Stored items
- Opening Delimiter -
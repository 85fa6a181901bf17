//! Actor role: owns one relay, announces itself, obeys authenticated commands.
//!
//! Host-driven: the host calls [`Actor::on_tick`] periodically and
//! [`Actor::on_frame_received`] for every inbound datagram. Replies go out
//! through the injected [`Transport`]. Nothing here blocks.

use std::time::Instant;

use tracing::{debug, info, trace, warn};

use crate::config::ProtocolConfig;
use crate::nonce::NonceRegistry;
use crate::protocol::{Challenge, Message, MessageHeader, MsgType, PeerId, Tag, Target};
use crate::security::{Security, SessionKey};
use crate::transport::{LinkAddress, Transport};
use crate::wire;

/// Whether the actor may currently announce itself (an enable switch on real hardware).
pub trait EnableInput {
    fn is_enabled(&mut self) -> bool;
}

impl<F: FnMut() -> bool> EnableInput for F {
    fn is_enabled(&mut self) -> bool {
        self()
    }
}

/// Enable input for boards without an enable switch.
#[derive(Debug, Clone, Copy, Default)]
pub struct AlwaysEnabled;

impl EnableInput for AlwaysEnabled {
    fn is_enabled(&mut self) -> bool {
        true
    }
}

/// Firmware-update collaborator. Called once when OTA preparation is committed;
/// it takes the radio down and joins whatever network serves the image.
pub trait UpdateManager {
    fn enter_update_mode(&mut self) -> Result<(), UpdateError>;
}

#[derive(Debug, thiserror::Error)]
pub enum UpdateError {
    #[error("no update manager configured")]
    Unavailable,
    #[error("failed to enter update mode: {0}")]
    Failed(String),
}

/// Default update manager: refuses, which parks the actor in `Error` until the OTA timeout.
#[derive(Debug, Clone, Copy, Default)]
pub struct NoUpdateManager;

impl UpdateManager for NoUpdateManager {
    fn enter_update_mode(&mut self) -> Result<(), UpdateError> {
        Err(UpdateError::Unavailable)
    }
}

#[derive(Debug, Clone, Copy, PartialEq, Eq)]
pub enum ActorState {
    /// Normal radio duty.
    Idle,
    /// Valid OtaPrepare received and acknowledged; handoff happens on the next tick.
    OtaPreparing,
    /// Handed off to the update manager.
    OtaActive,
    /// Handoff failed. Cleared by the OTA timeout.
    Error,
}

pub struct Actor<T: Transport> {
    id: PeerId,
    security: Security,
    nonces: NonceRegistry,
    transport: T,
    enable: Box<dyn EnableInput>,
    updater: Box<dyn UpdateManager>,
    config: ProtocolConfig,
    state: ActorState,
    relay_state: bool,
    booted_at: Instant,
    last_beacon: Option<Instant>,
    ota_since: Option<Instant>,
}

impl<T: Transport> Actor<T> {
    /// Relay starts OFF. `booted_at` anchors the uptime carried in headers.
    pub fn new(
        id: PeerId,
        security: Security,
        transport: T,
        config: ProtocolConfig,
        booted_at: Instant,
    ) -> Self {
        Self {
            id,
            security,
            nonces: NonceRegistry::new(config.nonce_ttl()),
            transport,
            enable: Box::new(AlwaysEnabled),
            updater: Box::new(NoUpdateManager),
            config,
            state: ActorState::Idle,
            relay_state: false,
            booted_at,
            last_beacon: None,
            ota_since: None,
        }
    }

    pub fn with_enable_input(mut self, enable: impl EnableInput + 'static) -> Self {
        self.enable = Box::new(enable);
        self
    }

    pub fn with_update_manager(mut self, updater: impl UpdateManager + 'static) -> Self {
        self.updater = Box::new(updater);
        self
    }

    pub fn id(&self) -> PeerId {
        self.id
    }

    pub fn current_state(&self) -> ActorState {
        self.state
    }

    pub fn relay_state(&self) -> bool {
        self.relay_state
    }

    /// Local override (a physical button, a host command). Not announced until the next beacon.
    pub fn set_relay(&mut self, on: bool) {
        if self.relay_state != on {
            info!(actor = %self.id, relay = on, "relay set locally");
        }
        self.relay_state = on;
    }

    pub fn session_key(&self) -> &SessionKey {
        self.security.session_key()
    }

    pub fn transport(&self) -> &T {
        &self.transport
    }

    pub fn transport_mut(&mut self) -> &mut T {
        &mut self.transport
    }

    /// Periodic tick: OTA timeout, update-mode handoff, beacon.
    pub fn on_tick(&mut self, now: Instant) {
        if let Some(since) = self.ota_since {
            if now.saturating_duration_since(since) > self.config.ota_timeout() {
                info!(actor = %self.id, from = ?self.state, "OTA timeout, back to idle");
                self.state = ActorState::Idle;
                self.ota_since = None;
            }
        }

        match self.state {
            ActorState::Idle => self.maybe_beacon(now),
            ActorState::OtaPreparing => match self.updater.enter_update_mode() {
                Ok(()) => {
                    info!(actor = %self.id, "entered firmware update mode");
                    self.state = ActorState::OtaActive;
                }
                Err(e) => {
                    warn!(actor = %self.id, error = %e, "update mode handoff failed");
                    self.state = ActorState::Error;
                }
            },
            ActorState::OtaActive | ActorState::Error => {}
        }
    }

    fn maybe_beacon(&mut self, now: Instant) {
        if !self.enable.is_enabled() {
            return;
        }
        let due = self.last_beacon.map_or(true, |t| {
            now.saturating_duration_since(t) >= self.config.beacon_interval()
        });
        if !due {
            return;
        }
        self.last_beacon = Some(now);
        let msg = Message::Beacon {
            header: self.header(MsgType::Beacon, Target::All, now),
            sender_id: self.id.get(),
            relay_state: self.relay_state,
            signal_quality: self.transport.signal_quality(),
        };
        match wire::encode_frame(&msg) {
            Ok(frame) => {
                let sent = self.transport.send_broadcast(&frame);
                trace!(actor = %self.id, relay = self.relay_state, sent, "beacon");
            }
            Err(e) => warn!(error = %e, "failed to encode beacon"),
        }
    }

    /// Handle one inbound datagram. Malformed, misaddressed, replayed and
    /// unauthenticated frames are all dropped silently.
    pub fn on_frame_received(&mut self, from: LinkAddress, bytes: &[u8], now: Instant) {
        let msg = match wire::decode_frame(bytes) {
            Ok(m) => m,
            Err(e) => {
                trace!(%from, error = %e, "dropping malformed frame");
                return;
            }
        };
        let header = *msg.header();
        if !header.is_addressed_to(self.id) {
            return;
        }
        let Some(sender) = header.sender() else {
            trace!(%from, sender = header.sender, "dropping frame with invalid sender id");
            return;
        };
        if !matches!(self.state, ActorState::Idle | ActorState::OtaPreparing) {
            trace!(%from, state = ?self.state, "radio duty suspended, dropping frame");
            return;
        }

        match msg {
            Message::RelayToggle { tag, .. } => {
                self.handle_relay_toggle(from, sender, &header, &tag, now)
            }
            Message::OtaPrepare { tag, .. } => {
                self.handle_ota_prepare(from, sender, &header, &tag, now)
            }
            Message::OtaAbort { .. } => self.handle_ota_abort(sender, &header, now),
            Message::Challenge { challenge, .. } => {
                self.handle_challenge(from, sender, &challenge, now)
            }
            Message::Ping { .. } => {
                let pong = Message::Pong {
                    header: self.header(MsgType::Pong, Target::Peer(sender), now),
                };
                self.reply(from, &pong);
            }
            _ => {}
        }
    }

    /// Tag first, then nonce: unauthenticated frames never occupy replay-cache slots.
    fn accept_command(
        &mut self,
        sender: PeerId,
        header: &MessageHeader,
        tag: &Tag,
        now: Instant,
    ) -> bool {
        if !self.security.verify_command(header, tag) {
            debug!(actor = %self.id, %sender, "bad command tag");
            return false;
        }
        if !self.nonces.record_if_new(sender, header.nonce, now) {
            debug!(actor = %self.id, %sender, nonce = header.nonce, "replayed command");
            return false;
        }
        true
    }

    fn handle_relay_toggle(
        &mut self,
        from: LinkAddress,
        sender: PeerId,
        header: &MessageHeader,
        tag: &Tag,
        now: Instant,
    ) {
        if self.state != ActorState::Idle {
            return;
        }
        if !self.accept_command(sender, header, tag, now) {
            return;
        }
        self.relay_state = !self.relay_state;
        info!(actor = %self.id, controller = %sender, relay = self.relay_state, "relay toggled");
        let reply = Message::RelayState {
            header: self.header(MsgType::RelayState, Target::Peer(sender), now),
            relay_state: self.relay_state,
        };
        self.reply(from, &reply);
    }

    fn handle_ota_prepare(
        &mut self,
        from: LinkAddress,
        sender: PeerId,
        header: &MessageHeader,
        tag: &Tag,
        now: Instant,
    ) {
        if !self.accept_command(sender, header, tag, now) {
            return;
        }
        let ack = Message::OtaAck {
            header: self.header(MsgType::OtaAck, Target::Peer(sender), now),
        };
        self.reply(from, &ack);
        // A repeated prepare while already preparing is re-acknowledged only.
        if self.state == ActorState::Idle {
            info!(actor = %self.id, controller = %sender, "OTA prepare accepted");
            self.state = ActorState::OtaPreparing;
            self.ota_since = Some(now);
        }
    }

    fn handle_ota_abort(&mut self, sender: PeerId, header: &MessageHeader, now: Instant) {
        if self.state != ActorState::OtaPreparing {
            return;
        }
        if !self.nonces.record_if_new(sender, header.nonce, now) {
            return;
        }
        info!(actor = %self.id, controller = %sender, "OTA aborted");
        self.state = ActorState::Idle;
        self.ota_since = None;
    }

    fn handle_challenge(
        &mut self,
        from: LinkAddress,
        sender: PeerId,
        challenge: &Challenge,
        now: Instant,
    ) {
        let response = self.security.respond_to_challenge(challenge);
        let msg = Message::Response {
            header: self.header(MsgType::Response, Target::Peer(sender), now),
            response,
        };
        debug!(actor = %self.id, controller = %sender, "answering challenge");
        self.reply(from, &msg);
    }

    fn header(&self, msg_type: MsgType, target: Target, now: Instant) -> MessageHeader {
        MessageHeader::new(
            msg_type,
            self.id,
            target,
            uptime_ms(self.booted_at, now),
            self.security.generate_nonce(),
        )
    }

    fn reply(&mut self, to: LinkAddress, msg: &Message) -> bool {
        match wire::encode_frame(msg) {
            Ok(frame) => self.transport.send_unicast(&to, &frame),
            Err(e) => {
                warn!(error = %e, "failed to encode reply");
                false
            }
        }
    }
}

/// Wrapping 32-bit millisecond uptime, like a microcontroller tick counter.
pub(crate) fn uptime_ms(booted_at: Instant, now: Instant) -> u32 {
    now.saturating_duration_since(booted_at).as_millis() as u32
}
- Closing Delimiter -
> _ABOUT THIS TASK_: Where does "trait" occur in the data? Copy each line that has it.

> _ANSWER TO THE PROBLEM_:
pub trait EnableInput {
pub trait UpdateManager {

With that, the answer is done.